Kevin Mahalko talks to Northeast Organic Dairy Producers Alliance (NODPA) about his 100% grassfed milk operation in Gillman, Wisconsin.

May 26 2020

Tamara Scully
NODPA

Kevin Mahalko operates a grazing dairy and raises steer in Gilman, Wisconsin, producing 100 percent grassfed milk under Organic Valley’s Grassmilk® label, and 100 percent grassfed meat, which is sold into the commercial beef marketplace as well as direct to the consumer market. He farms with his parents, milking 45 cows on their 300 acre family farm.

With 120 acres in permanent pastures, 130 in managed woodlands, and 149 - some rented - in hay, the small operation builds upon generations of family heritage, his mother’s love of birds, and his father’s early forays into woodland conservation.

Kevin himself traveled a long and winding path to dairy farming, leaving the family farm for college at the University of Wisconsin - Stevens Point, first studying wildlife and natural resource conservation, then business and German. He spent a semester abroad in the lands of his ancestors - various German principalities, and Galicia in former Austria Hungary. Here, he found a renewed interest in small family farming, and particularly in grazing, which he brought home to the family farm.

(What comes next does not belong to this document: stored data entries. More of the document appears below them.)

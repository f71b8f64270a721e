//! Bounded-concurrency run orchestration
//!
//! One task per monitor, all spawned up front; each task waits for a permit
//! from a counting semaphore before it opens its browsing context, so at most
//! `pool_size` monitors (and contexts) are active at any moment. Permits are
//! released when the task ends, whatever the outcome.

use std::sync::Arc;

use futures::StreamExt;
use futures::stream::FuturesUnordered;
use log::{error, info};
use thiserror::Error;
use tokio::sync::Semaphore;

use super::outcome::{MonitorOutcome, RunReport};
use super::pipeline::MonitorPipeline;
use crate::browser::ContextFactory;
use crate::change_detector::ChangeDetector;
use crate::config::EngineConfig;
use crate::crawl_engine::PageCrawler;
use crate::notifier::Notifier;
use crate::session::SessionManager;
use crate::store::{MonitorStore, StoreError};
use crate::summarizer::{SummarizationGateway, Summarizer};

/// Run-fatal failures. Everything else is contained to a single monitor.
#[derive(Debug, Error)]
pub enum EngineError {
    #[error("failed to load monitors: {0}")]
    LoadMonitors(#[from] StoreError),
}

pub struct WatchEngine {
    pool_size: usize,
    contexts: Arc<dyn ContextFactory>,
    pipeline: Arc<MonitorPipeline>,
}

impl WatchEngine {
    #[must_use]
    pub fn new(
        config: &EngineConfig,
        store: Arc<dyn MonitorStore>,
        contexts: Arc<dyn ContextFactory>,
        summarizer: Arc<dyn Summarizer>,
        notifier: Arc<dyn Notifier>,
    ) -> Self {
        let pipeline = MonitorPipeline {
            sessions: SessionManager::new(Arc::clone(&store)),
            crawler: PageCrawler::new(config.max_pages_per_monitor()),
            detector: ChangeDetector::new(config.diff_char_limit()),
            gateway: SummarizationGateway::new(
                summarizer,
                config.summarizer_backoff(),
                config.summarizer_timeout(),
            ),
            store,
            notifier,
        };

        Self {
            pool_size: config.pool_size().max(1),
            contexts,
            pipeline: Arc::new(pipeline),
        }
    }

    /// Process every monitor in the store once.
    pub async fn run(&self) -> Result<RunReport, EngineError> {
        let monitors = self.pipeline.store.load_monitors().await?;
        info!(
            target: "webwatcher::engine",
            "Found {} monitor(s) to process with a pool of {}",
            monitors.len(),
            self.pool_size
        );

        let semaphore = Arc::new(Semaphore::new(self.pool_size));
        let mut active_tasks = FuturesUnordered::new();

        for monitor in monitors {
            let semaphore = Arc::clone(&semaphore);
            let contexts = Arc::clone(&self.contexts);
            let pipeline = Arc::clone(&self.pipeline);
            let monitor_id = monitor.id.clone();

            let task = tokio::spawn(async move {
                let Ok(_permit) = semaphore.acquire_owned().await else {
                    return MonitorOutcome::Failed {
                        reason: "worker pool closed".to_string(),
                    };
                };
                pipeline.run_monitor(contexts.as_ref(), &monitor).await
            });

            active_tasks.push(async move { (monitor_id, task.await) });
        }

        let mut report = RunReport::default();
        while let Some((monitor_id, joined)) = active_tasks.next().await {
            let outcome = joined.unwrap_or_else(|e| {
                error!(target: "webwatcher::engine", "Task for monitor {monitor_id} panicked: {e}");
                MonitorOutcome::Failed {
                    reason: format!("task panicked: {e}"),
                }
            });
            report.record(monitor_id, outcome);
        }

        info!(target: "webwatcher::engine", "Run complete: {}", report.summary_line());
        Ok(report)
    }
}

Wisconsin has been home to generations of his family, who settled the land to log it and farm it. Many of his relatives remain in the dairy business, which has been a constant in the family’s legacy. Today, Kevin continues that tradition and grows deeper roots through his involvement in conservation and grazing education. He is the River Country Resource Conservation and Development Council’s grazing educator, working in conjunction with the Dairy Grazing Apprenticeship. That DGA program began as an initiative of the non-profit Grassworks, Inc., where he serves as the President of the Board of Directors.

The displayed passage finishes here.